Materials and methods
An ammonia exposure trial was conducted by fertilising a batch of Atlantic salmon eggs followed by the exposure to three levels of ammonia (low: 22 µg/L, medium: 75 µg/L, and high: 148 µg/L ) until the stage prior to start feeding (976 DD). Samples were taken from six developmental timepoints for mRNA expression analysis of important genes responsible for ammonia transport, urea excretion and cellular stress response . The spatial localization of ammonia transporters was also examined at two key developmental stages: hatching (525 DD) and near complete yolk absorption (900 DD), using immunohistochemistry.
Results and Discussion
The results demonstrated that Atlantic salmon embryos are primarily ammoniotelic throughout development, with ammonia serving as the predominant nitrogenous waste product.

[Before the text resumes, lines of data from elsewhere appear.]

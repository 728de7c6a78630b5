//! Repository list controller (`/single-github/<username>`).

use crate::error::ApiError;
use crate::github::{GithubClient, Profile, Repository};

use super::ViewTicket;

#[derive(Debug, Clone, PartialEq)]
pub enum RepoListState {
    Loading,
    Loaded {
        profile: Box<Profile>,
        repos: Vec<Repository>,
    },
    /// Operator-facing text for the failure
    Errored(String),
}

#[derive(Debug)]
pub struct RepoListController {
    username: String,
    ticket: ViewTicket,
    state: RepoListState,
    selected: usize,
}

impl RepoListController {
    pub fn new(username: &str, ticket: ViewTicket) -> Self {
        Self {
            username: username.to_string(),
            ticket,
            state: RepoListState::Loading,
            selected: 0,
        }
    }

    pub fn username(&self) -> &str {
        &self.username
    }

    pub fn ticket(&self) -> ViewTicket {
        self.ticket
    }

    pub fn state(&self) -> &RepoListState {
        &self.state
    }

    pub fn error_message(&self) -> Option<&str> {
        match &self.state {
            RepoListState::Errored(message) => Some(message),
            _ => None,
        }
    }

    pub fn apply(&mut self, result: Result<(Profile, Vec<Repository>), ApiError>) {
        self.selected = 0;
        self.state = match result {
            Ok((profile, repos)) => RepoListState::Loaded {
                profile: Box::new(profile),
                repos,
            },
            Err(err) => {
                tracing::error!(
                    "Repository list for {} failed ({}): {}",
                    self.username,
                    err.error_code(),
                    err
                );
                RepoListState::Errored(err.user_message())
            }
        };
    }

    pub fn selected_index(&self) -> usize {
        self.selected
    }

    pub fn select_next(&mut self) {
        if let RepoListState::Loaded { repos, .. } = &self.state {
            if !repos.is_empty() {
                self.selected = (self.selected + 1).min(repos.len() - 1);
            }
        }
    }

    pub fn select_previous(&mut self) {
        self.selected = self.selected.saturating_sub(1);
    }

    pub fn selected_repo(&self) -> Option<&Repository> {
        match &self.state {
            RepoListState::Loaded { repos, .. } => repos.get(self.selected),
            _ => None,
        }
    }
}

/// Fetch the profile, then its repositories.
pub async fn load_repo_list(
    client: &GithubClient,
    username: &str,
) -> Result<(Profile, Vec<Repository>), ApiError> {
    let profile = client.fetch_user_profile(username).await?;
    let repos = client.fetch_user_repos(username).await?;
    Ok((profile, repos))
}
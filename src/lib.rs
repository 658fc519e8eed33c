#![warn(missing_docs)]
#![doc = include_str!("../README.md")]
#![cfg_attr(not(feature = "std"), no_std)]

extern crate alloc;

/// The default byte mixer and the pluggable hash-function type.
pub mod hash;

pub mod hash_table;

/// A byte-keyed hash map built on the fixed-stride table.
///
/// This module provides a `HashMap` that wraps the `HashTable`, copying
/// key bytes into the table and owning its values, with a per-instance
/// replaceable hash function.
pub mod hash_map;

/// A byte-string membership set built on the fixed-stride table.
///
/// This module provides a `HashSet` that wraps the `HashTable`, copying
/// key bytes into the table, with a per-instance replaceable hash
/// function.
pub mod hash_set;

pub use hash::HashFn;
pub use hash::fold_bytes;
pub use hash_map::HashMap;
pub use hash_set::HashSet;
pub use hash_table::HashTable;
pub use hash_table::Insert;
pub use hash_table::InvalidHash;
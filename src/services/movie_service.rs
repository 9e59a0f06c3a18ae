// src/services/movie_service.rs
//
// Movie Service - validation and filter selection in front of the store
//
// RULES:
// - Every mutation is validated before it reaches the repository
// - Store uniqueness signals become AppError::Duplicate
// - Stateless between calls

use chrono::Datelike;
use std::sync::Arc;

use crate::domain::movie::{
    require_id, validate_id, validate_movie, validate_search_query, validate_year_range,
    FilterPlan, Genre, Movie, MovieFilter,
};
use crate::error::{AppError, AppResult};
use crate::repositories::MovieRepository;

pub struct MovieService {
    movie_repo: Arc<dyn MovieRepository>,
    /// Fixed reference year; `None` reads the local clock on every call
    fixed_year: Option<i32>,
}

impl MovieService {
    pub fn new(movie_repo: Arc<dyn MovieRepository>) -> Self {
        Self {
            movie_repo,
            fixed_year: None,
        }
    }

    /// Service pinned to a reference year instead of the clock
    pub fn with_current_year(movie_repo: Arc<dyn MovieRepository>, year: i32) -> Self {
        Self {
            movie_repo,
            fixed_year: Some(year),
        }
    }

    pub fn current_year(&self) -> i32 {
        self.fixed_year
            .unwrap_or_else(|| chrono::Local::now().year())
    }

    /// Validate and persist a new movie.
    ///
    /// On success the store-assigned id is written back into `movie` and
    /// returned.
    pub fn create_movie(&self, movie: &mut Movie) -> AppResult<i64> {
        validate_movie(movie, self.current_year())?;

        let id = self
            .movie_repo
            .create(movie)
            .map_err(|e| duplicate_or(e, movie))?;

        movie.id = Some(id);
        log::info!("created movie {} '{}' ({})", id, movie.title, movie.year);

        Ok(id)
    }

    pub fn get_movie(&self, id: i64) -> AppResult<Movie> {
        validate_id(id)?;

        self.movie_repo
            .get_by_id(id)?
            .ok_or(AppError::NotFound(id))
    }

    pub fn list_all_movies(&self) -> AppResult<Vec<Movie>> {
        self.movie_repo.list_all()
    }

    pub fn search_by_title(&self, query: &str) -> AppResult<Vec<Movie>> {
        let query = validate_search_query(query)?;
        log::debug!("searching titles for '{}'", query);
        self.movie_repo.list_by_title_like(query)
    }

    /// Full-record replace of the movie identified by `movie.id`
    pub fn update_movie(&self, movie: &Movie) -> AppResult<()> {
        let id = require_id(movie.id)?;
        validate_movie(movie, self.current_year())?;

        self.movie_repo
            .update(movie)
            .map_err(|e| duplicate_or(e, movie))?;

        log::info!("updated movie {}", id);
        Ok(())
    }

    /// Delete after checking the movie exists.
    ///
    /// The check and the delete are separate store calls.
    pub fn delete_movie(&self, id: i64) -> AppResult<()> {
        validate_id(id)?;

        if !self.movie_repo.exists(id)? {
            return Err(AppError::NotFound(id));
        }

        self.movie_repo.delete(id)?;
        log::info!("deleted movie {}", id);
        Ok(())
    }

    pub fn list_by_genre(&self, genre: Genre) -> AppResult<Vec<Movie>> {
        self.movie_repo.list_by_genre(genre)
    }

    pub fn list_by_year_range(&self, from: i32, to: i32) -> AppResult<Vec<Movie>> {
        validate_year_range(from, to, self.current_year())?;
        self.movie_repo.list_by_year_range(from, to)
    }

    pub fn list_by_genre_and_year_range(
        &self,
        genre: Genre,
        from: i32,
        to: i32,
    ) -> AppResult<Vec<Movie>> {
        validate_year_range(from, to, self.current_year())?;
        self.movie_repo.list_by_genre_and_year_range(genre, from, to)
    }

    /// List movies through the narrowest query the filter allows
    pub fn find_with_filters(&self, filter: &MovieFilter) -> AppResult<Vec<Movie>> {
        let plan = filter.plan()?;
        log::debug!("filter {:?} resolved to {:?}", filter, plan);

        match plan {
            FilterPlan::All => self.movie_repo.list_all(),
            FilterPlan::ByGenre(genre) => self.movie_repo.list_by_genre(genre),
            FilterPlan::ByYearRange { from, to } => self.movie_repo.list_by_year_range(from, to),
            FilterPlan::ByGenreAndYearRange { genre, from, to } => {
                self.movie_repo.list_by_genre_and_year_range(genre, from, to)
            }
            FilterPlan::Fallback => {
                log::warn!(
                    "filter {:?} has no dedicated query, listing all movies",
                    filter
                );
                self.movie_repo.list_all()
            }
        }
    }
}

/// Translate a store uniqueness signal into a domain duplicate
fn duplicate_or(err: AppError, movie: &Movie) -> AppError {
    match err {
        AppError::ConstraintViolation(detail) => {
            log::warn!(
                "rejected duplicate '{}' ({}): {}",
                movie.title,
                movie.year,
                detail
            );
            AppError::Duplicate {
                title: movie.title.clone(),
                year: movie.year,
            }
        }
        other => other,
    }
}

T he mRNA expression of Rhesus glycoprotein (Rh) genes, particularly Rhag and Rhcg, as well as the UT gene, showed strong alignment with the ontogeny of ammonia and urea excretion rates observed in other salmonid species. However, exposure to elevated ammonia levels significantly altered the expression patterns of these transporters suggesting that environmental ammonia influences the regulation of nitrogenous waste excretion.
Spatial localization revealed that Rhag was expressed in the developing gills, yolk sac, and operculum, while Rhbg was localized to the gills and oral cavity. Rhcg was detected in the sub-operculum and skin. These findings indicate that ammonia excretion is the primary mechanism of nitrogenous waste elimination during early development in Atlantic salmon, with Rhesus glycoproteins playing a pivotal role in ammonia transport via the gills and yolk sac. This process is likely facilitated by the coordinated activity of H+-ATPase, Na+/K+-ATPase, and sodium-hydrogen exchangers.
Furthermore, the upregulation of HSP70 and HSP90 in response to elevated ammonia concentrations suggests that ammonia exposure induces a cellular stress response during early development. This highlights the potential physiological impacts of environmental ammonia on developing salmon and underscores the importance of understanding how early exposure shapes stress-related molecular pathways.
Conclusion
This study reveals that elevated environmental ammonia regulates the early development of ammonia transport and excretion mechanisms in Atlantic salmon. Early exposure to ammonia alters the molecular responses of developing embryos, potentially influencing their ability to handle stress later in life. These findings provide valuable insights into the physiological and molecular adaptations of Atlantic salmon to environmental stressors during critical developmental stages.
Acknowledgements
This work was supported by the Norwegian Research Council No. 331892 (CandRAS).